Morgenstern: "Ahonen nie wygra w Innsbrucku"
Thomas Morgenstern staje się powoli najlepszym zawodnikiem kadry austriackiej. Podczas zawodów Turnieju Czterech Skoczni w Garmisch-Partenkirchen zajął drugie miejsce. Wraz z innymi chciałby wreszcie pokonać Janne Ahonena.
Thomas, w Ga-Pa byłeś drugi. Dobrze spałeś tej nocy?
Thomas: W każdym razie dobrze, choć krótko.
Świętowaliście?
Thomas: Nie, nie świętowaliśmy. Musieliśmy być wcześnie na nogach. Jestem już zmęczony i to powód, dlaczego dzisiaj tak źle poszło.
Nie byłeś zadowolony z kwalifikacji. Co się stało?
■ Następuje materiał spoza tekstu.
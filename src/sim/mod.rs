//! Deterministic simulation module
//!
//! All gameplay logic lives here. This module must be pure and deterministic:
//! - Fixed timestep only
//! - Seeded RNG only, carried inside the engine state
//! - Commands consumed once per tick
//! - No rendering or platform dependencies

pub mod clock;
pub mod collision;
pub mod command;
pub mod engine;
pub mod pong;
pub mod snake;
pub mod snapshot;
pub mod state;
pub mod tetris;

pub use clock::Scheduler;
pub use collision::{CollisionResult, Rect, box_contact};
pub use command::{Command, CommandQueue, HoldState, TickInput};
pub use engine::{Engine, Simulation};
pub use pong::{Ball, Paddle, PongState, Side};
pub use snake::{Cell, Direction, SnakeState};
pub use snapshot::{SNAPSHOT_VERSION, Snapshot, restore, snapshot};
pub use state::{GameKind, GamePhase, TickOutcome};
pub use tetris::{Board, Piece, PieceKind, Shape, TetrisState};
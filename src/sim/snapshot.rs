//! Versioned engine snapshots
//!
//! A snapshot is the full engine state, random stream included, wrapped in
//! an envelope carrying a format version. Restoring checks the version and
//! the engine invariants before handing the state back, so a bad save never
//! reaches a running session.

use serde::{Deserialize, Serialize};

use super::engine::{Engine, Simulation};
use super::state::GameKind;
use crate::error::SnapshotError;

/// Current snapshot format
pub const SNAPSHOT_VERSION: u32 = 1;

#[derive(Debug, Clone, PartialEq, Serialize, Deserialize)]
pub struct Snapshot {
    pub version: u32,
    pub engine: Engine,
}

impl Snapshot {
    pub fn game(&self) -> GameKind {
        self.engine.kind()
    }

    pub fn to_json(&self) -> Result<String, SnapshotError> {
        Ok(serde_json::to_string(self)?)
    }

    pub fn from_json(json: &str) -> Result<Self, SnapshotError> {
        Ok(serde_json::from_str(json)?)
    }
}

/// Capture the engine as it is now
pub fn snapshot(engine: &Engine) -> Snapshot {
    Snapshot {
        version: SNAPSHOT_VERSION,
        engine: engine.clone(),
    }
}

/// Turn a snapshot back into an engine, rejecting anything that could not
/// have been produced by ticking
pub fn restore(snapshot: Snapshot) -> Result<Engine, SnapshotError> {
    if snapshot.version != SNAPSHOT_VERSION {
        return Err(SnapshotError::UnsupportedVersion {
            found: snapshot.version,
            expected: SNAPSHOT_VERSION,
        });
    }
    snapshot.engine.validate()?;
    Ok(snapshot.engine)
}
Thomas: Nie, jestem niezadowolony. Cofając się wstecz o tydzień dokładnie w tym miejscu skakałem z 12 belki 130 metrów. Ale nie można nic zrobić. Z forma idę na konkurs, mam nadzieję i wiarę. Dzisiaj nie było dobrze, ale to kwalifikacje. Co straciłem? Nic. W konkursie zaatakuję.
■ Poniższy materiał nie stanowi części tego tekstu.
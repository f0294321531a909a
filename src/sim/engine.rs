//! The simulation capability shared by all games
//!
//! Each game owns its full state type and implements [`Simulation`]. A
//! session holds an [`Engine`], the tagged union of the three, picked by
//! [`GameKind`] when the session is created.

use serde::{Deserialize, Serialize};

use super::command::{Command, TickInput};
use super::pong::PongState;
use super::snake::SnakeState;
use super::state::{GameKind, GamePhase, TickOutcome};
use super::tetris::TetrisState;
use crate::error::SnapshotError;
use crate::settings::Timing;

/// A tick-driven game simulation
pub trait Simulation {
    fn kind(&self) -> GameKind;

    fn phase(&self) -> GamePhase;

    /// Idle -> Running; no effect in any other phase
    fn start(&mut self);

    /// Back to the static Idle layout (the random stream continues)
    fn reset(&mut self);

    /// Consume one tick's input and advance the simulation.
    ///
    /// Ticks outside `Running` change nothing and return
    /// [`TickOutcome::NONE`].
    fn tick(&mut self, input: &TickInput) -> TickOutcome;

    /// Score reported to the leaderboard
    fn score(&self) -> u64;

    /// Interval the scheduler should tick at for the current state
    fn tick_interval_ms(&self, timing: &Timing) -> u32;

    /// Current heading, for direction gating in the input queue
    fn heading(&self) -> Option<Command> {
        None
    }

    /// Check the engine invariants on a state that did not come from ticking
    fn validate(&self) -> Result<(), SnapshotError>;
}

/// One engine per game, selected by tag
#[derive(Debug, Clone, PartialEq, Serialize, Deserialize)]
#[serde(tag = "game", content = "state")]
pub enum Engine {
    #[serde(rename = "snake-game")]
    Snake(SnakeState),
    #[serde(rename = "pong-game")]
    Pong(PongState),
    #[serde(rename = "tetris-game")]
    Tetris(TetrisState),
}

impl Engine {
    pub fn new(kind: GameKind, seed: u64) -> Self {
        match kind {
            GameKind::Snake => Engine::Snake(SnakeState::new(seed)),
            GameKind::Pong => Engine::Pong(PongState::new(seed)),
            GameKind::Tetris => Engine::Tetris(TetrisState::new(seed)),
        }
    }

    fn inner(&self) -> &dyn Simulation {
        match self {
            Engine::Snake(s) => s,
            Engine::Pong(s) => s,
            Engine::Tetris(s) => s,
        }
    }

    fn inner_mut(&mut self) -> &mut dyn Simulation {
        match self {
            Engine::Snake(s) => s,
            Engine::Pong(s) => s,
            Engine::Tetris(s) => s,
        }
    }
}

impl Simulation for Engine {
    fn kind(&self) -> GameKind {
        self.inner().kind()
    }

    fn phase(&self) -> GamePhase {
        self.inner().phase()
    }

    fn start(&mut self) {
        self.inner_mut().start();
    }

    fn reset(&mut self) {
        self.inner_mut().reset();
    }

    fn tick(&mut self, input: &TickInput) -> TickOutcome {
        self.inner_mut().tick(input)
    }

    fn score(&self) -> u64 {
        self.inner().score()
    }

    fn tick_interval_ms(&self, timing: &Timing) -> u32 {
        self.inner().tick_interval_ms(timing)
    }

    fn heading(&self) -> Option<Command> {
        self.inner().heading()
    }

    fn validate(&self) -> Result<(), SnapshotError> {
        self.inner().validate()
    }
}
//! Shared game state vocabulary
//!
//! Every engine speaks in these terms: which game it is, which phase it is
//! in, and what a tick produced.

use std::fmt;
use std::str::FromStr;

use serde::{Deserialize, Serialize};

/// Which game an engine (or snapshot) belongs to
#[derive(Debug, Clone, Copy, PartialEq, Eq, Hash, PartialOrd, Ord, Serialize, Deserialize)]
pub enum GameKind {
    #[serde(rename = "snake-game")]
    Snake,
    #[serde(rename = "pong-game")]
    Pong,
    #[serde(rename = "tetris-game")]
    Tetris,
}

impl GameKind {
    pub const ALL: [GameKind; 3] = [GameKind::Snake, GameKind::Pong, GameKind::Tetris];

    /// Catalog id shared with the save and leaderboard services
    pub fn id(&self) -> &'static str {
        match self {
            GameKind::Snake => "snake-game",
            GameKind::Pong => "pong-game",
            GameKind::Tetris => "tetris-game",
        }
    }

    pub fn title(&self) -> &'static str {
        match self {
            GameKind::Snake => "Snake",
            GameKind::Pong => "Pong",
            GameKind::Tetris => "Tetris",
        }
    }

    /// Canvas size in pixels
    pub fn canvas_size(&self) -> (u32, u32) {
        use crate::consts::*;
        match self {
            GameKind::Snake => (
                SNAKE_COLS as u32 * SNAKE_CELL,
                SNAKE_ROWS as u32 * SNAKE_CELL,
            ),
            GameKind::Pong => (PONG_WIDTH as u32, PONG_HEIGHT as u32),
            GameKind::Tetris => (
                BOARD_WIDTH as u32 * TETRIS_CELL,
                BOARD_HEIGHT as u32 * TETRIS_CELL,
            ),
        }
    }
}

impl fmt::Display for GameKind {
    fn fmt(&self, f: &mut fmt::Formatter<'_>) -> fmt::Result {
        f.write_str(self.id())
    }
}

impl FromStr for GameKind {
    type Err = String;

    fn from_str(s: &str) -> Result<Self, Self::Err> {
        match s.to_lowercase().as_str() {
            "snake-game" | "snake" => Ok(GameKind::Snake),
            "pong-game" | "pong" => Ok(GameKind::Pong),
            "tetris-game" | "tetris" => Ok(GameKind::Tetris),
            other => Err(format!("unknown game: {other}")),
        }
    }
}

/// Lifecycle of a game: Idle -> Running -> Terminal, back to Idle only by reset
#[derive(Debug, Clone, Copy, PartialEq, Eq, Default, Serialize, Deserialize)]
pub enum GamePhase {
    /// Initial layout shown, no ticking
    #[default]
    Idle,
    /// Ticks advance the simulation
    Running,
    /// Game ended; only reset leaves this phase
    Terminal,
}

/// What a tick (or directly applied command) produced
#[derive(Debug, Clone, Copy, PartialEq, Eq, Default)]
pub struct TickOutcome {
    /// Points gained this tick
    pub score_delta: u64,
    /// True only on the tick that entered `Terminal`
    pub terminal: bool,
}

impl TickOutcome {
    pub const NONE: TickOutcome = TickOutcome {
        score_delta: 0,
        terminal: false,
    };

    /// Fold another outcome into this one
    pub fn merge(&mut self, other: TickOutcome) {
        self.score_delta += other.score_delta;
        self.terminal |= other.terminal;
    }
}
Przychodzi zmęczenie tak ustawionymi konkursami? A może przeważa radość?
Thomas: Przydałby się dzień odpoczynku. Z drugiej strony dzień odpoczynku jest dniem, kiedy czas nie przemija. Nie wiem, co jest mi bliższe. Właściwie to skoki, ale to tylko kwalifikacje, a ja nie musze się kwalifikować.
Jesteś numerem jeden w ataku na Janne Ahonena. Liczysz jeszcze na coś czy Ahonen jest poza zasięgiem?
Thomas: Nie uważam, że jestem numerem 1. Wszyscy z 10 jesteśmy łowcami. Mówię: On nie wygra w Innsburcku.
Być może zwycięstwo przed własną publicznością?
Thomas: To by była historia! Ale wiele musiałoby sie zdarzyć.
Już za kilka godzin dowiemy się, czy słowa Thomasa Morgensterna były prorocze.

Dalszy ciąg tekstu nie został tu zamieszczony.